__Exercise data__
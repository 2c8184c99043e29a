//! Property reconciliation: which fields survive a copy, and how.
//!
//! Given the field sets of a source and a target type, every field on both
//! sides gets a `Mark`:
//!
//! ```text
//! ignored by name?  ──yes──► Ignored
//!       │no
//! counterpart by exact name, else by lower-cased name (case-insensitive only)
//!       │none ──────────────► Diff
//!       │found
//! same name + type? ──yes──► Same
//!       │no
//!       └─────────────────► TypeNotMatch
//! ```
//!
//! The pass runs twice, source against target and target against source,
//! so fields that exist only in the target show up as `Diff` on the target
//! side without a third structure.

use std::collections::{BTreeMap, BTreeSet, HashMap, HashSet};
use std::sync::Arc;

use anyhow::{Context, Result};
use serde::Serialize;
use tracing::debug;

use crate::config::EngineConfig;
use crate::host::TypeModel;
use crate::resolve::{CopyConvention, ResolutionInput};
use crate::types::{FieldDecl, FieldDescriptor, Mark, TypeRef};

/// Field name -> descriptor, one entry per distinct name.
pub type FieldMap = BTreeMap<String, FieldDescriptor>;

/// Lower-cased name -> exact name in the matching `FieldMap`.
pub type LowerCaseIndex = HashMap<String, String>;

/// Outcome of reconciling one call site's source and target types.
#[derive(Debug, Clone, Serialize)]
pub struct Reconciliation {
    pub convention: CopyConvention,
    pub source_type: TypeRef,
    pub target_type: TypeRef,
    source_fields: FieldMap,
    target_fields: FieldMap,
    #[serde(skip)]
    lower_source: LowerCaseIndex,
    #[serde(skip)]
    lower_target: LowerCaseIndex,
    ignored_names: BTreeSet<String>,
    case_insensitive: bool,
    #[serde(skip)]
    default_ignored: Arc<BTreeSet<String>>,
}

impl Reconciliation {
    pub fn source_fields(&self) -> &FieldMap {
        &self.source_fields
    }

    pub fn target_fields(&self) -> &FieldMap {
        &self.target_fields
    }

    /// Empty unless the call site asked for case-insensitive matching.
    pub fn lower_case_source_index(&self) -> &LowerCaseIndex {
        &self.lower_source
    }

    pub fn lower_case_target_index(&self) -> &LowerCaseIndex {
        &self.lower_target
    }

    /// Names the call site excluded (defaults not included).
    pub fn ignored_names(&self) -> &BTreeSet<String> {
        &self.ignored_names
    }

    pub fn is_case_insensitive(&self) -> bool {
        self.case_insensitive
    }

    /// Target field a source field of this name copies into.
    pub fn target_counterpart(&self, name: &str) -> Option<&FieldDescriptor> {
        lookup(&self.target_fields, &self.lower_target, name)
    }

    /// Source field a target field of this name is copied from.
    pub fn source_counterpart(&self, name: &str) -> Option<&FieldDescriptor> {
        lookup(&self.source_fields, &self.lower_source, name)
    }

    /// Source fields carrying `mark`, in name order.
    pub fn source_marked(&self, mark: Mark) -> impl Iterator<Item = &FieldDescriptor> + '_ {
        self.source_fields.values().filter(move |f| f.mark == Some(mark))
    }

    /// Target fields carrying `mark`, in name order.
    pub fn target_marked(&self, mark: Mark) -> impl Iterator<Item = &FieldDescriptor> + '_ {
        self.target_fields.values().filter(move |f| f.mark == Some(mark))
    }

    /// Names present on both sides and not ignored, ascending.
    pub fn common_names(&self) -> BTreeSet<String> {
        common_names(
            self.source_fields.keys(),
            self.target_fields.keys(),
            &self.ignored_names,
            &self.default_ignored,
        )
    }
}

/// Intersection of two name sets minus both ignore sets, in ascending order.
pub fn common_names<S, T>(
    source_names: S,
    target_names: T,
    ignore_names: &BTreeSet<String>,
    default_ignored: &BTreeSet<String>,
) -> BTreeSet<String>
where
    S: IntoIterator,
    S::Item: AsRef<str>,
    T: IntoIterator,
    T::Item: AsRef<str>,
{
    let target: HashSet<String> = target_names
        .into_iter()
        .map(|name| name.as_ref().to_string())
        .collect();

    source_names
        .into_iter()
        .map(|name| name.as_ref().to_string())
        .filter(|name| target.contains(name))
        .filter(|name| !ignore_names.contains(name) && !default_ignored.contains(name))
        .collect()
}

/// Builds `Reconciliation`s. Holds only immutable configuration.
#[derive(Debug, Clone, Default)]
pub struct Reconciler {
    config: EngineConfig,
}

impl Reconciler {
    pub fn new(config: EngineConfig) -> Self {
        Self { config }
    }

    pub fn config(&self) -> &EngineConfig {
        &self.config
    }

    /// Enumerate both types through the host and classify every field.
    ///
    /// `Ok(None)` if either type does not resolve to a known class.
    pub fn reconcile<M: TypeModel + ?Sized>(
        &self,
        input: ResolutionInput,
        model: &M,
    ) -> Result<Option<Reconciliation>> {
        let source = model
            .all_fields(&input.source_type)
            .with_context(|| format!("reading fields of {}", input.source_type))?;
        let target = model
            .all_fields(&input.target_type)
            .with_context(|| format!("reading fields of {}", input.target_type))?;

        let (Some(source), Some(target)) = (source, target) else {
            debug!(
                source = %input.source_type,
                target = %input.target_type,
                "type has no known declaration"
            );
            return Ok(None);
        };

        Ok(Some(self.reconcile_fields(input, source, target)))
    }

    /// Classify already-enumerated fields. Total: never fails.
    pub fn reconcile_fields(
        &self,
        input: ResolutionInput,
        source: Vec<FieldDecl>,
        target: Vec<FieldDecl>,
    ) -> Reconciliation {
        let mut source_fields = to_field_map(source);
        let mut target_fields = to_field_map(target);

        let lower_source = lower_case_index(input.case_insensitive, &source_fields);
        let lower_target = lower_case_index(input.case_insensitive, &target_fields);

        let rules = Rules {
            ignore_names: &input.ignore_names,
            default_ignored: self.config.default_ignored(),
        };

        let source_marks: Vec<Mark> = source_fields
            .values()
            .map(|field| rules.classify(field, &target_fields, &lower_target))
            .collect();
        let target_marks: Vec<Mark> = target_fields
            .values()
            .map(|field| rules.classify(field, &source_fields, &lower_source))
            .collect();

        for (field, mark) in source_fields.values_mut().zip(source_marks) {
            field.mark = Some(mark);
        }
        for (field, mark) in target_fields.values_mut().zip(target_marks) {
            field.mark = Some(mark);
        }

        Reconciliation {
            convention: input.convention,
            source_type: input.source_type,
            target_type: input.target_type,
            source_fields,
            target_fields,
            lower_source,
            lower_target,
            ignored_names: input.ignore_names,
            case_insensitive: input.case_insensitive,
            default_ignored: Arc::clone(self.config.default_ignored_arc()),
        }
    }
}

struct Rules<'a> {
    ignore_names: &'a BTreeSet<String>,
    default_ignored: &'a BTreeSet<String>,
}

__Activity__
Your answer must consist solely of the lines from the top of the entries above through the line containing "per distinct name.", copied exactly, both ends included.

__Completed task__
repository 2c8184c99043e29a
//! Property reconciliation: which fields survive a copy, and how.
//!
//! Given the field sets of a source and a target type, every field on both
//! sides gets a `Mark`:
//!
//! ```text
//! ignored by name?  ──yes──► Ignored
//!       │no
//! counterpart by exact name, else by lower-cased name (case-insensitive only)
//!       │none ──────────────► Diff
//!       │found
//! same name + type? ──yes──► Same
//!       │no
//!       └─────────────────► TypeNotMatch
//! ```
//!
//! The pass runs twice, source against target and target against source,
//! so fields that exist only in the target show up as `Diff` on the target
//! side without a third structure.

use std::collections::{BTreeMap, BTreeSet, HashMap, HashSet};
use std::sync::Arc;

use anyhow::{Context, Result};
use serde::Serialize;
use tracing::debug;

use crate::config::EngineConfig;
use crate::host::TypeModel;
use crate::resolve::{CopyConvention, ResolutionInput};
use crate::types::{FieldDecl, FieldDescriptor, Mark, TypeRef};

/// Field name -> descriptor, one entry per distinct name.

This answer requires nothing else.